* [Work item]:
Produce the listing below again, exactly as shown.

──────────

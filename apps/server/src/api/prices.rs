use std::sync::Arc;

use axum::{
    extract::{Path, Query, State},
    routing::get,
    Json, Router,
};
use coinbridge_market_data::{Exchange, SpotPrice};
use serde::Deserialize;

use crate::{error::ApiResult, main_lib::AppState};

#[derive(Deserialize)]
struct PriceQuery {
    exchange: Option<String>,
}

/// Latest price of `symbol` (e.g. BTCUSDT) on the selected exchange.
async fn get_price(
    Path(symbol): Path<String>,
    Query(query): Query<PriceQuery>,
    State(state): State<Arc<AppState>>,
) -> ApiResult<Json<SpotPrice>> {
    let exchange = query
        .exchange
        .unwrap_or_else(|| Exchange::default().to_string());
    let spot = state.exchanges.spot_price(&exchange, &symbol).await?;
    Ok(Json(spot))
}

pub fn router() -> Router<Arc<AppState>> {
    Router::new().route("/price/{symbol}", get(get_price))
}
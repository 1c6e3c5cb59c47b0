//! Exchange spot prices.
//!
//! One [`SpotPriceProvider`] per exchange, each translating the requested
//! symbol (e.g. `BTCUSDT`) into the exchange's own pair format. The
//! [`ExchangeRegistry`] dispatches by exchange name.

mod binance;
mod coinbase;
mod kraken;
mod kucoin;
mod price;
mod registry;

pub use binance::BinanceSpot;
pub use coinbase::CoinbaseSpot;
pub use kraken::KrakenSpot;
pub use kucoin::KucoinSpot;
pub use registry::ExchangeRegistry;

use async_trait::async_trait;

use crate::errors::MarketDataError;
use crate::models::{Exchange, SpotPrice};

/// Fetches the latest price of a trading pair on one exchange.
#[async_trait]
pub trait SpotPriceProvider: Send + Sync {
    fn exchange(&self) -> Exchange;

    /// `symbol` is upper-cased, in the `BASEQUOTE` form (e.g. `ETHUSDT`).
    async fn spot_price(&self, symbol: &str) -> Result<SpotPrice, MarketDataError>;
}
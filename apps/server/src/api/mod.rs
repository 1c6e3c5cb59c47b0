mod conversion;
mod health;
mod prices;

use std::sync::Arc;

use axum::{http::HeaderValue, Router};
use tower_http::{
    cors::{Any, CorsLayer},
    request_id::{MakeRequestUuid, PropagateRequestIdLayer, SetRequestIdLayer},
    timeout::TimeoutLayer,
    trace::TraceLayer,
};

use crate::{config::Config, main_lib::AppState};

fn cors_layer(config: &Config) -> CorsLayer {
    if config.cors_allow.iter().any(|o| o == "*") {
        return CorsLayer::new().allow_origin(Any);
    }
    let origins = config
        .cors_allow
        .iter()
        .filter_map(|o| match o.parse() {
            Ok(origin) => Some(origin),
            Err(_) => {
                tracing::warn!("Ignoring invalid CORS origin: {}", o);
                None
            }
        })
        .collect::<Vec<HeaderValue>>();
    CorsLayer::new().allow_origin(origins)
}

pub fn app_router(state: Arc<AppState>, config: &Config) -> Router {
    Router::new()
        .merge(health::router())
        .merge(prices::router())
        .merge(conversion::router())
        .with_state(state)
        .layer(cors_layer(config))
        .layer(PropagateRequestIdLayer::x_request_id())
        .layer(SetRequestIdLayer::x_request_id(MakeRequestUuid))
        .layer(TimeoutLayer::new(config.request_timeout))
        .layer(TraceLayer::new_for_http())
}
//! Process-wide caches shared across conversion requests.
//!
//! Both caches are `moka` caches with per-entry TTL and bounded capacity.
//! They are constructed once at startup and handed to the components that
//! use them; entries expire on their own.

mod identifier_cache;
mod price_cache;

pub use identifier_cache::IdentifierCache;
pub use price_cache::{PriceCache, PriceKey};

use std::time::Duration;

/// TTL and capacity of a cache.
#[derive(Clone, Copy, Debug, PartialEq, Eq)]
pub struct CacheConfig {
    pub ttl: Duration,
    pub capacity: u64,
}

impl CacheConfig {
    pub const fn new(ttl: Duration, capacity: u64) -> Self {
        Self { ttl, capacity }
    }
}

──────────

* [Solution to the exercise]:
filename apps/server/src/api/prices.rs
use std::sync::Arc;

use axum::{
    extract::{Path, Query, State},
    routing::get,
    Json, Router,
};
use coinbridge_market_data::{Exchange, SpotPrice};
use serde::Deserialize;

use crate::{error::ApiResult, main_lib::AppState};

#[derive(Deserialize)]
struct PriceQuery {
    exchange: Option<String>,
}

/// Latest price of `symbol` (e.g. BTCUSDT) on the selected exchange.
async fn get_price(
    Path(symbol): Path<String>,
    Query(query): Query<PriceQuery>,
    State(state): State<Arc<AppState>>,
) -> ApiResult<Json<SpotPrice>> {
    let exchange = query
        .exchange
        .unwrap_or_else(|| Exchange::default().to_string());
    let spot = state.exchanges.spot_price(&exchange, &symbol).await?;
    Ok(Json(spot))
}

pub fn router() -> Router<Arc<AppState>> {
    Router::new().route("/price/{symbol}", get(get_price))
}
repository 1c6e3c5cb59c47b0
//! Exchange spot prices.
//!
//! One [`SpotPriceProvider`] per exchange, each translating the requested
//! symbol (e.g. `BTCUSDT`) into the exchange's own pair format. The
//! [`ExchangeRegistry`] dispatches by exchange name.

mod binance;
mod coinbase;
mod kraken;
mod kucoin;
mod price;
mod registry;

pub use binance::BinanceSpot;
pub use coinbase::CoinbaseSpot;
pub use kraken::KrakenSpot;
pub use kucoin::KucoinSpot;
pub use registry::ExchangeRegistry;

use async_trait::async_trait;

use crate::errors::MarketDataError;
use crate::models::{Exchange, SpotPrice};

/// Fetches the latest price of a trading pair on one exchange.
#[async_trait]
pub trait SpotPriceProvider: Send + Sync {
    fn exchange(&self) -> Exchange;

    /// `symbol` is upper-cased, in the `BASEQUOTE` form (e.g. `ETHUSDT`).
    async fn spot_price(&self, symbol: &str) -> Result<SpotPrice, MarketDataError>;
}
filename apps/server/src/api/mod.rs
repository 1c6e3c5cb59c47b0
mod conversion;
mod health;
mod prices;

use std::sync::Arc;

use axum::{http::HeaderValue, Router};
use tower_http::{
    cors::{Any, CorsLayer},
    request_id::{MakeRequestUuid, PropagateRequestIdLayer, SetRequestIdLayer},
    timeout::TimeoutLayer,
    trace::TraceLayer,
};

use crate::{config::Config, main_lib::AppState};

fn cors_layer(config: &Config) -> CorsLayer {
    if config.cors_allow.iter().any(|o| o == "*") {
        return CorsLayer::new().allow_origin(Any);
    }
    let origins = config
        .cors_allow
        .iter()
        .filter_map(|o| match o.parse() {
            Ok(origin) => Some(origin),
            Err(_) => {
                tracing::warn!("Ignoring invalid CORS origin: {}", o);
                None
            }
        })
        .collect::<Vec<HeaderValue>>();
    CorsLayer::new().allow_origin(origins)
}

pub fn app_router(state: Arc<AppState>, config: &Config) -> Router {
    Router::new()
        .merge(health::router())
        .merge(prices::router())
        .merge(conversion::router())
        .with_state(state)
        .layer(cors_layer(config))
        .layer(PropagateRequestIdLayer::x_request_id())
        .layer(SetRequestIdLayer::x_request_id(MakeRequestUuid))
        .layer(TimeoutLayer::new(config.request_timeout))
        .layer(TraceLayer::new_for_http())
}
//! Process-wide caches shared across conversion requests.
//!
//! Both caches are `moka` caches with per-entry TTL and bounded capacity.
//! They are constructed once at startup and handed to the components that
//! use them; entries expire on their own.

mod identifier_cache;
mod price_cache;

pub use identifier_cache::IdentifierCache;
pub use price_cache::{PriceCache, PriceKey};

use std::time::Duration;

/// TTL and capacity of a cache.
#[derive(Clone, Copy, Debug, PartialEq, Eq)]
pub struct CacheConfig {
    pub ttl: Duration,
    pub capacity: u64,
}

impl CacheConfig {
    pub const fn new(ttl: Duration, capacity: u64) -> Self {
        Self { ttl, capacity }
    }
}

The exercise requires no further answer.